A new offshore wind project coming to China will be the biggest one built to date, measuring as tall as a 70-story building, Design Boom reported.

MingYang, the largest private wind turbine manufacturer in China, has announced the launch of the MySE 18.X-28X — and it says it’s the largest wind turbine on the planet.

While bigger is not always better, that just may be the case here, says MingYang. The MySE 18.X-28X will have a swept area of more than 700,000 square feet (66,052 square meters), according to New Atlas, meaning a single blade on the turbine slices through an area of sky about the size of nine football fields in length.

The turbine will be capable of handling “the most extreme ocean conditions,” including typhoons, and will produce enough energy every year to supply power for nearly 100,000 people.

MingYang wrote in a LinkedIn post that it hopes the massive turbine can help increase its energy output while reducing the cost associated with installing multiple, smaller turbines by an estimated $120,000 to $150,000.
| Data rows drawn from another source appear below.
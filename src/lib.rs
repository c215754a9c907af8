//! # Knowledge Base
//!
//! Ingest unstructured documents into named collections and answer
//! similarity queries against them.
//!
//! ## Architecture
//!
//! ```text
//! ┌──────────┐   ┌──────────────────────┐   ┌──────────────────┐
//! │  Upload  │──▶│  Indexing Pipeline   │──▶│                  │
//! │ PDF/DOCX │   │ parse → chunk → meta │   │    Collection    │   ┌─────────────┐
//! │  TXT/MD  │   └──────────────────────┘   │     Manager      │──▶│ SQLite per  │
//! └──────────┘   ┌──────────────────────┐   │ embed + store    │   │ collection  │
//! ┌──────────┐   │     Query Engine     │──▶│                  │   └─────────────┘
//! │  Query   │──▶│ embed → k-NN → score │   └──────────────────┘
//! └──────────┘   └──────────────────────┘
//! ```
//!
//! Chunking, collection names, index traits, scoring, and the error
//! taxonomy live in `knowledge-base-core`; this crate supplies the
//! concrete parsers, embedding providers, SQLite storage, HTTP server, and
//! CLI.
//!
//! ## Modules
//!
//! | Module | Purpose |
//! |--------|---------|
//! | [`config`] | TOML configuration parsing |
//! | [`logging`] | Tracing subscriber setup |
//! | [`extract`] | PDF, DOCX, text, and Markdown parsers |
//! | [`embedding`] | Embedding providers |
//! | [`db`] | Per-collection SQLite connection |
//! | [`migrate`] | Index schema |
//! | [`sqlite_index`] | SQLite vector index backend |
//! | [`collections`] | Collection lifecycle |
//! | [`ingest`] | Indexing pipeline |
//! | [`query`] | Query engine |
//! | [`app`] | Component wiring |
//! | [`server`] | HTTP API |

pub mod app;
pub mod collections;
pub mod config;
pub mod db;
pub mod embedding;
pub mod extract;
pub mod ingest;
pub mod logging;
pub mod migrate;
pub mod query;
pub mod server;
pub mod sqlite_index;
The MySE18.X-28X won’t just provide a significant source of energy for thousands of homes and businesses in China — it will also reduce carbon pollution by more than 66,000 tons over conventional energy production methods, like burning dirty energy sources.

China is the planet’s biggest polluting country, producing about 14% of total global planet-overheating gas pollution in 2021, according to Our World In Data.

And the new turbine is aligned with China’s 2060 target to achieve net-zero emissions.

“With the new MySE 18.X-28X, Mingyang has taken a major step toward accelerating the green energy transition by driving [cost of electricity] reductions and technological breakthroughs for the offshore wind industry,” wrote the company.